## Task directions
List all the lines in these records that hold "Result".
════════════════
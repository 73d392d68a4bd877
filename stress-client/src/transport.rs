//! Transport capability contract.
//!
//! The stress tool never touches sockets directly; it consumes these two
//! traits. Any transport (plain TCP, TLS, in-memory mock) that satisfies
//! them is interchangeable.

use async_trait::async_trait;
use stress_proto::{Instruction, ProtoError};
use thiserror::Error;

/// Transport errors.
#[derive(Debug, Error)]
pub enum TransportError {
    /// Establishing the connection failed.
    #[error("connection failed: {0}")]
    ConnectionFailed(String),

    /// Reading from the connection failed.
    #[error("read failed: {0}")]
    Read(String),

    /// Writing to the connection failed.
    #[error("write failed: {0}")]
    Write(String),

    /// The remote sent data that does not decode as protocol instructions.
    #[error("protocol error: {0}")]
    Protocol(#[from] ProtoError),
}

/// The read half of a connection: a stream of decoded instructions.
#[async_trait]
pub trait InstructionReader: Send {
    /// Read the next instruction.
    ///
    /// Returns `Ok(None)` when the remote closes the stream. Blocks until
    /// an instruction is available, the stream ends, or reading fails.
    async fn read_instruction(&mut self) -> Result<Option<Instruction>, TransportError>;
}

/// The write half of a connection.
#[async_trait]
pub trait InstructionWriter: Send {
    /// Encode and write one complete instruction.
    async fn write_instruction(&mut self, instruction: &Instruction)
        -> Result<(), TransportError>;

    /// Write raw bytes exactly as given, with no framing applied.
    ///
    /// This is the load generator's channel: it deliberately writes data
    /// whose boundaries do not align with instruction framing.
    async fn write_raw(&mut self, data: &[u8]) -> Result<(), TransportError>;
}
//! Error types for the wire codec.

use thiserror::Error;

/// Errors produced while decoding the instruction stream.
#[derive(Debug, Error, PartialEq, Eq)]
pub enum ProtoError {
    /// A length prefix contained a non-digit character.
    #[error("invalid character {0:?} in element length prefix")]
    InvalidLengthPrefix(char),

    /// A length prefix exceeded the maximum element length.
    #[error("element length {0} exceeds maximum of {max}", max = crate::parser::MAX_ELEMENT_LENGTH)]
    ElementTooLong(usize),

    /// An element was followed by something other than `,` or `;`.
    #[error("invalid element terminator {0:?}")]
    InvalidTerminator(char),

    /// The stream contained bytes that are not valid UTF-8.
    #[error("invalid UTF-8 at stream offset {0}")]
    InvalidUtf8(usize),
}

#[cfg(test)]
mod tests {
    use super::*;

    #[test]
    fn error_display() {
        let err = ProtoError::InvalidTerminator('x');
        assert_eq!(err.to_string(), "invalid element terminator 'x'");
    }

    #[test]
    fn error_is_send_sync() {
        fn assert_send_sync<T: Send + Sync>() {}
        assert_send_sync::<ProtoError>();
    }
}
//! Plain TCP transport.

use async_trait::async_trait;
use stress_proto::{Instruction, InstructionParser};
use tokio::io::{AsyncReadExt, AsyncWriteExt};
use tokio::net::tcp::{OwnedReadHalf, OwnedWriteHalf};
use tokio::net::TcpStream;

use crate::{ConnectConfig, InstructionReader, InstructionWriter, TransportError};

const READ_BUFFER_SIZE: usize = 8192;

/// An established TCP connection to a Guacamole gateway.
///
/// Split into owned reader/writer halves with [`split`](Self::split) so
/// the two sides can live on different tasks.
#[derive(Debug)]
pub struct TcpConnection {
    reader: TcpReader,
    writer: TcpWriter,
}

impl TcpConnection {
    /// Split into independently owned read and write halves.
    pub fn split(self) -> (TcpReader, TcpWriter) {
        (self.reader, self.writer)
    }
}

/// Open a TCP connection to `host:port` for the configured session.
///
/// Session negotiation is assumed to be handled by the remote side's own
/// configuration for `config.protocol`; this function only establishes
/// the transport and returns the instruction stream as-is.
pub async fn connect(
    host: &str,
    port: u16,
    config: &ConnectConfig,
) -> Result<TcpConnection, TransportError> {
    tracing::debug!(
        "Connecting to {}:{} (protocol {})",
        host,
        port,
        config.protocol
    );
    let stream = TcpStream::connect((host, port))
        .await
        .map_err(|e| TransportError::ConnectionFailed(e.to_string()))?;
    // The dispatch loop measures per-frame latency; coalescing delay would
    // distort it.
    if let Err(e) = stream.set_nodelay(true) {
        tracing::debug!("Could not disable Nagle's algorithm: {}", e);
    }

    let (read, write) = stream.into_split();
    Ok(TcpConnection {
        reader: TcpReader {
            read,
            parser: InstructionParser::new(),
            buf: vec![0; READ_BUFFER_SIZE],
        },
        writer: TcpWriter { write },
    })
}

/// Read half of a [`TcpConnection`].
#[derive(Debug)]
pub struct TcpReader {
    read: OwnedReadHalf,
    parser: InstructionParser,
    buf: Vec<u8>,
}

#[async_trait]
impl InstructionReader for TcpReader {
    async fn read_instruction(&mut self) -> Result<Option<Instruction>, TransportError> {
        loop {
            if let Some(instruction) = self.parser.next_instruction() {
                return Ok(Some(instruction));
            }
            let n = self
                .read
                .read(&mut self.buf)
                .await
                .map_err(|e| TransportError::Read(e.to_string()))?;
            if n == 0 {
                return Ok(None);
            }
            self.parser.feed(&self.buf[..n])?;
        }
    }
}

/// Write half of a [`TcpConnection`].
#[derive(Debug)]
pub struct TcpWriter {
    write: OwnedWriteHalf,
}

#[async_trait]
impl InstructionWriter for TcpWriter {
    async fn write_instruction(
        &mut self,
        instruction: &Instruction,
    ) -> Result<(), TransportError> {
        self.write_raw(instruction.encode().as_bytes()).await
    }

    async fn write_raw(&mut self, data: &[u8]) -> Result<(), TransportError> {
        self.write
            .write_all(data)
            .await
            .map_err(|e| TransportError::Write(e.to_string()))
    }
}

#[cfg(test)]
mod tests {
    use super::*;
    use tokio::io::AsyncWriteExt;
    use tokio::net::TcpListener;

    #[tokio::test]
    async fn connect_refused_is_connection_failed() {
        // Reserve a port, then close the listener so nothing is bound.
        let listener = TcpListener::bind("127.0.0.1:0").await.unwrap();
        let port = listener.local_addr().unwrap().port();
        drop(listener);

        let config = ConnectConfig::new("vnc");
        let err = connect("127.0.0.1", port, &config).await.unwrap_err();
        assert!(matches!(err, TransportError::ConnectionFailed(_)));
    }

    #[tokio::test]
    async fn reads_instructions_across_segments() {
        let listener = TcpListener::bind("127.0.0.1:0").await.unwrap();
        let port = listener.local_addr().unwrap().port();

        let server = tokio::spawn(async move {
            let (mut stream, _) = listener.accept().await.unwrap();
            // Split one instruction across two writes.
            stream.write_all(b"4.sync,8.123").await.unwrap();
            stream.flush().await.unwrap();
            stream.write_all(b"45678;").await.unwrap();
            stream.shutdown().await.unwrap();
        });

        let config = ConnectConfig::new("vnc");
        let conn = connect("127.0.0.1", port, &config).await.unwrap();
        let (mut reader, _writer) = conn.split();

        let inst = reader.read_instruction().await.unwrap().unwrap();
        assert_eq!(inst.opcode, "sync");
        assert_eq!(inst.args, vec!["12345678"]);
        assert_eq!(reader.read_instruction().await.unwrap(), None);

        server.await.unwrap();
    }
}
════════════════
## Answer to the problem
    async fn read_instruction(&mut self) -> Result<Option<Instruction>, TransportError>;
        -> Result<(), TransportError>;
    async fn write_raw(&mut self, data: &[u8]) -> Result<(), TransportError>;
) -> Result<TcpConnection, TransportError> {
    async fn read_instruction(&mut self) -> Result<Option<Instruction>, TransportError> {
    ) -> Result<(), TransportError> {
    async fn write_raw(&mut self, data: &[u8]) -> Result<(), TransportError> {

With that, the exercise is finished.